- **Action item**: Wherever the string "extend" appears in the entries below, return the line that holds it.

Data extracted from a collection:
impl RoomCore {
    /// Walks `ops` in order, applying each to the replica.
    ///
    /// For local walks every op gets an opId if it lacks one and applies
    /// with a reliable-local source. For remote walks the source is decided
    /// per op: an opId found in the unacknowledged ledger makes the op an
    /// ack (no replica effect beyond ledger removal), anything else is a
    /// genuinely remote op.
    pub(crate) fn apply_ops(&mut self, ops: Vec<HistoryOp>, is_local: bool) -> AppliedOps {
        let mut created: HashSet<String> = HashSet::new();
        let mut updates: Vec<StorageUpdate> = Vec::new();
        let mut out = AppliedOps::default();

        for history_op in ops {
            match history_op {
                HistoryOp::Presence { data } => {
                    let reverse = self.me.patch(&data);
                    out.reverse.insert(0, HistoryOp::Presence { data: reverse });
                    out.presence_changed = true;
                    if is_local {
                        self.buffer.merge_presence_patch(&data);
                    }
                }
                HistoryOp::Op(mut op) => {
                    if let Op::Ack { op_id } = &op {
                        self.ledger.remove(op_id);
                        continue;
                    }
                    if op.op_id().is_none() {
                        op.set_op_id(self.id_factory.generate_op_id());
                    }
                    let source = if is_local {
                        OpSource::Local
                    } else {
                        match op.op_id() {
                            Some(op_id) if self.ledger.remove(op_id).is_some() => OpSource::Ack,
                            _ => OpSource::Remote,
                        }
                    };
                    if source == OpSource::Ack {
                        // The replica already reflects our own op; the echo
                        // only cleared the ledger entry.
                        continue;
                    }

                    let result = self.pool.apply_op(&op, source);
                    if let Some(update) = result.modified {
                        if op.is_create() {
                            if let Some(id) = op.target_id() {
                                created.insert(id.to_string());
                            }
                        }
                        // A node created within this walk carries its state in
                        // the creation itself; updates for it and its subtree
                        // are folded away.
                        let suppressed = created.contains(&update.node_id)
                            || update.ancestors.iter().any(|a| created.contains(a));
                        if !suppressed {
                            merge_update(&mut updates, update);
                        }
                        let mut reverse: Vec<HistoryOp> =
                            result.reverse.into_iter().map(HistoryOp::Op).collect();
                        reverse.append(&mut out.reverse);
                        out.reverse = reverse;
                        if is_local {
                            out.executed_ops.push(op);
                        }
                    }
                }
            }
        }

        out.updates = updates;
        out
    }

    /// Handles an `INITIAL_STORAGE_STATE` message, first load or reconnect.
    pub(crate) fn handle_initial_storage(
        &mut self,
        items: Vec<(String, SerializedCrdt)>,
        pending: &mut PendingEvents,
    ) {
        if items.is_empty() {
            let err = RoomError::InvariantViolation(
                "INITIAL_STORAGE_STATE contained no items".into(),
            );
            warn!("{err}");
            pending.errors.push(err);
            return;
        }

        self.storage_requested = true;

        if self.root.is_some() {
            // Out-of-order or reconnect reload: bring the replica to the
            // server's baseline, then re-apply and resend whatever the
            // server has not acknowledged yet.
            let unacked = self.ledger.drain();
            self.update_root(&items, pending);
            if !unacked.is_empty() {
                let applied =
                    self.apply_ops(unacked.into_iter().map(HistoryOp::Op).collect(), true);
                self.record_storage_updates(applied.updates, pending);
                self.buffer.storage_ops.extend(applied.executed_ops);
            }
        } else if let Err(err) = self.load_root(&items) {
            warn!("{err}");
            pending.errors.push(err);
            return;
        }

        self.seed_initial_storage(pending);

        let root = self.root.clone();
        self.root_tx.send_replace(root);
        self.refresh_storage_status(pending);
        self.try_flush(pending);
    }

    /// First load: build the node pool from the item list and locate the
    /// unique parentless item as the root.
    fn load_root(&mut self, items: &[(String, SerializedCrdt)]) -> Result<(), RoomError> {
        let mut roots = items
            .iter()
            .filter(|(_, crdt)| crdt.parent().is_none());
        let root = match (roots.next(), roots.next()) {
            (Some((id, SerializedCrdt::Object { .. })), None) => id.clone(),
            (Some(_), None) => {
                return Err(RoomError::InvariantViolation(
                    "storage root is not an object".into(),
                ));
            }
            (None, _) => {
                return Err(RoomError::InvariantViolation(
                    "initial storage has no root item".into(),
                ));
            }
            (Some(_), Some(_)) => {
                return Err(RoomError::InvariantViolation(
                    "initial storage has more than one root item".into(),
                ));
            }
        };

        self.pool = build_pool(items);
        self.root = Some(root.clone());
        info!("Storage loaded ({} nodes, root {root})", self.pool.len());
        Ok(())
    }

    /// Reconnect reload: diff the incoming snapshot against the current
    /// replica and apply the difference as remote ops.
    fn update_root(&mut self, items: &[(String, SerializedCrdt)], pending: &mut PendingEvents) {
        let incoming: HashMap<&str, &SerializedCrdt> = items
            .iter()
            .map(|(id, crdt)| (id.as_str(), crdt))
            .collect();
        let incoming_root = items
            .iter()
            .find(|(_, crdt)| crdt.parent().is_none())
            .map(|(id, _)| id.clone());

        if incoming_root.as_deref() != self.root.as_deref() {
            // The server replaced the document wholesale; start over.
            warn!("Storage root changed on reload; rebuilding the replica");
            self.pool.clear();
            self.root = None;
            if let Err(err) = self.load_root(items) {
                warn!("{err}");
                pending.errors.push(err);
            }
            return;
        }

        let current = self.pool.serialize_all();
        let mut ops: Vec<Op> = Vec::new();

        // Deletes for nodes the server no longer has. Deleting an ancestor
        // drops the subtree; the redundant child deletes no-op.
        for id in current.keys() {
            if !incoming.contains_key(id.as_str()) {
                ops.push(Op::DeleteCrdt {
                    op_id: None,
                    id: id.clone(),
                });
            }
        }

        // Updates for nodes present on both sides with changed content.
        for (&id, &theirs) in &incoming {
            let Some(ours) = current.get(id) else { continue };
            ops.extend(diff_node(id, ours, theirs));
        }

        // Creates for server-only nodes, parents before children.
        for (id, crdt) in order_parent_first(items, &current) {
            ops.push(create_op_for(id, crdt));
        }

        let applied = self.apply_ops(ops.into_iter().map(HistoryOp::Op).collect(), false);
        self.record_storage_updates(applied.updates, pending);
    }

    /// Sets every configured initial-storage key missing from the root.
    /// Runs on every (re)load.
    fn seed_initial_storage(&mut self, pending: &mut PendingEvents) {
        let Some(root) = self.root.clone() else { return };
        let missing: JsonObject = {
            let Some(NodeBody::Object(state)) = self.pool.get(&root).map(|n| &n.body) else {
                return;
            };
            self.initial_storage
                .iter()
                .filter(|(key, _)| {
                    !state.data.contains_key(*key) && !state.children.contains_key(*key)
                })
                .map(|(key, value)| (key.clone(), value.clone()))
                .collect()
        };
        if missing.is_empty() {
            return;
        }

        info!("Seeding {} initial storage default(s)", missing.len());
        let ops = vec![Op::UpdateObject {
            op_id: None,
            id: root,
            data: missing,
        }];
        // Defaults are not undoable and do not invalidate redo.
        let applied = self.apply_ops(ops.into_iter().map(HistoryOp::Op).collect(), true);
        self.record_storage_updates(applied.updates, pending);
        self.buffer.storage_ops.extend(applied.executed_ops);
    }

    /// Fractional position for inserting into a list at `index`; saturates
    /// to an append past the end.
    pub(crate) fn list_position(&self, list_id: &str, index: usize) -> Result<String, RoomError> {
        let Some(NodeBody::List(state)) = self.pool.get(list_id).map(|n| &n.body) else {
            return Err(RoomError::InvariantViolation(format!(
                "node {list_id} is not a list"
            )));
        };
        let before = index
            .checked_sub(1)
            .and_then(|i| state.children.get(i))
            .map(|e| e.position.as_str());
        let after = if index >= state.children.len() {
            let last = state.children.last().map(|e| e.position.as_str());
            return Ok(position::between(last, None));
        } else {
            state.children.get(index).map(|e| e.position.as_str())
        };
        Ok(position::between(before, after))
    }
}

- **Solution below**:
                self.buffer.storage_ops.extend(applied.executed_ops);
            ops.extend(diff_node(id, ours, theirs));
        self.buffer.storage_ops.extend(applied.executed_ops);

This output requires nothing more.